EFFECTS OF THE EUDRAGIT AND DRUG COAT ON THE RELEASE BEHAVIOUR OF POORLY SOLUBLE DRUG BY SOLID DISPERSION TECHNIQUE

Solid dispersions traditionally have been used as effective methods to improve the dissolution properties and bioavailability of poorly water-soluble drugs. Furosemide a loop diuretic belonging to Biopharmaceutical Classification System (BCS) Class IV, has very poor water solubility.
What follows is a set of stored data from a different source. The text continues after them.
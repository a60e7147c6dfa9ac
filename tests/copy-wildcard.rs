//! A one-shot copy from an object-store prefix search into a local
//! directory: `s3://host/bkt/dir/*` means "the contents of dir/", and
//! non-recursive means nested keys stay put.

use anyhow::Result;

use ferry::dispatch::{Dispatcher, FromTo, RecordingEngine, TransferItem};
use ferry::filter::EntityFilter;
use ferry::filter::ObjectFilter;
use ferry::location::{self, Location};
use ferry::object::StoredObject;
use ferry::remote::memory::MemoryStore;
use ferry::traverse::Traverser;
use ferry::traverse::store::StoreTraverser;

mod common;

fn scenario_store() -> MemoryStore {
    let mut store = MemoryStore::new();
    store.add_object("bkt", "dir/a", 3, 100);
    store.add_object("bkt", "dir/b", 4, 100);
    store.add_object("bkt", "dir/nested/c", 5, 100);
    store
}

#[test]
fn wildcard_copies_contents_nonrecursively() -> Result<()> {
    common::init();

    let resource = "s3://host/bkt/dir/*";
    assert!(location::points_to_contents(resource));
    location::validate_store_wildcards(resource)?;
    let root = location::resource_root(resource, Location::Store)?;
    assert_eq!(root, "s3://host/bkt/dir/");

    let store = scenario_store();
    let traverser = StoreTraverser::new(&store, "bkt", "dir/").recursive(false);

    let mut engine = RecordingEngine::default();
    let mut dispatcher = Dispatcher::new(
        &mut engine,
        "job-1",
        FromTo::StoreLocal,
        "s3://host/bkt/dir",
        "/tmp/out",
    );

    let filters: Vec<Box<dyn ObjectFilter>> = vec![Box::new(EntityFilter::files_only())];
    let mut processor = |so: StoredObject| {
        let item = TransferItem::from_object(
            &so,
            location::combine("s3://host/bkt/dir", &so.relative_path),
            location::combine("/tmp/out", &so.relative_path),
        );
        dispatcher.schedule_copy(item)
    };
    traverser.traverse(None, &mut processor, &filters)?;
    drop(processor);
    dispatcher.close()?;

    assert_eq!(engine.parts.len(), 1);
    let part = &engine.parts[0];
    assert!(part.is_final);

    let pairs: Vec<(&str, &str)> = part
        .transfers
        .iter()
        .map(|t| (t.source.as_str(), t.destination.as_str()))
        .collect();
    assert_eq!(
        pairs,
        [
            ("s3://host/bkt/dir/a", "/tmp/out/a"),
            ("s3://host/bkt/dir/b", "/tmp/out/b"),
        ]
    );
    Ok(())
}

#[test]
fn recursive_copy_includes_nested_keys() -> Result<()> {
    common::init();

    let store = scenario_store();
    let traverser = StoreTraverser::new(&store, "bkt", "dir/");

    let mut rels = Vec::new();
    let filters: Vec<Box<dyn ObjectFilter>> = vec![Box::new(EntityFilter::files_only())];
    let mut processor = |so: StoredObject| {
        rels.push(so.relative_path);
        Ok(())
    };
    traverser.traverse(None, &mut processor, &filters)?;
    drop(processor);

    rels.sort();
    assert_eq!(rels, ["a", "b", "nested/c"]);
    Ok(())
}

#[test]
fn every_relative_path_is_unique() -> Result<()> {
    common::init();

    let store = scenario_store();
    let traverser = StoreTraverser::new(&store, "bkt", "dir/");

    let mut seen = std::collections::HashSet::new();
    let mut processor = |so: StoredObject| {
        assert!(
            seen.insert((so.entity_type, so.relative_path.clone())),
            "duplicate (entity, relative path): {:?} {}",
            so.entity_type,
            so.relative_path
        );
        Ok(())
    };
    traverser.traverse(None, &mut processor, &[])?;
    Ok(())
}
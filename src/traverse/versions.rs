//! Emit one stored object per version of a single path.

use anyhow::{Context, Result};

use crate::filter::ObjectFilter;
use crate::object::{EntityType, StoredObject, name_of};
use crate::remote::StoreClient;
use crate::traverse::{Preprocessor, Processor, Traverser, deliver};

pub struct VersionsTraverser<'a> {
    client: &'a dyn StoreClient,
    container: String,
    key: String,
}

impl<'a> VersionsTraverser<'a> {
    pub fn new(
        client: &'a dyn StoreClient,
        container: impl Into<String>,
        key: impl Into<String>,
    ) -> Self {
        Self {
            client,
            container: container.into(),
            key: key.into(),
        }
    }
}

impl Traverser for VersionsTraverser<'_> {
    fn is_directory(&self, _as_source: bool) -> Result<bool> {
        Ok(false)
    }

    fn traverse(
        &self,
        preprocessor: Option<&Preprocessor<'_>>,
        processor: &mut Processor<'_>,
        filters: &[Box<dyn ObjectFilter>],
    ) -> Result<()> {
        let versions = self
            .client
            .versions(&self.container, &self.key)
            .with_context(|| format!("Couldn't list versions of {}", self.key))?;

        let mut sink = |so: StoredObject| processor(so);
        for summary in versions {
            let mut so = StoredObject::new(EntityType::File, "");
            so.name = name_of(&self.key).to_owned();
            so.size = summary.size;
            so.last_modified = summary.last_modified;
            so.properties = summary.properties;
            so.metadata = summary.metadata;
            so.blob_type = summary.blob_type;
            so.access_tier = summary.access_tier;
            so.version_id = summary.version_id;
            so.snapshot_id = summary.snapshot_id;
            so.deleted = summary.deleted;
            so.container = Some(self.container.clone());
            deliver(preprocessor, filters, &mut sink, so)?;
        }
        Ok(())
    }
}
The aim of the present study was to improve the solubility and dissolution rate of a poorly water-soluble drug, furosemide, by solid dispersion technique as well as to evaluate the potential of Eudragit RL-100, RS-100 and Drug coat L -100, S -100 (methacrylic acid polymers) as carriers for solid dispersions. Solid dispersions were prepared by solvent evaporation technique. The solid dispersions were characterized for particle size, particle size distribution, solubility studies and interaction studies such as FTIR spectroscopy. Solid state characterizations i.e., X-Ray diffraction study; Differential Scanning Calorimetry and Scanning Electron Microscopy were also carried out for the best formulation. In contrast to the very slow dissolution rate of pure furosemide, the dispersion of the drug in the polymer considerably enhanced solubility. The aqueous solubility of furosemide was favoured by formulating it into a solid dispersion. Also it was concluded that Eudragit RL-100 proved to be the best carrier.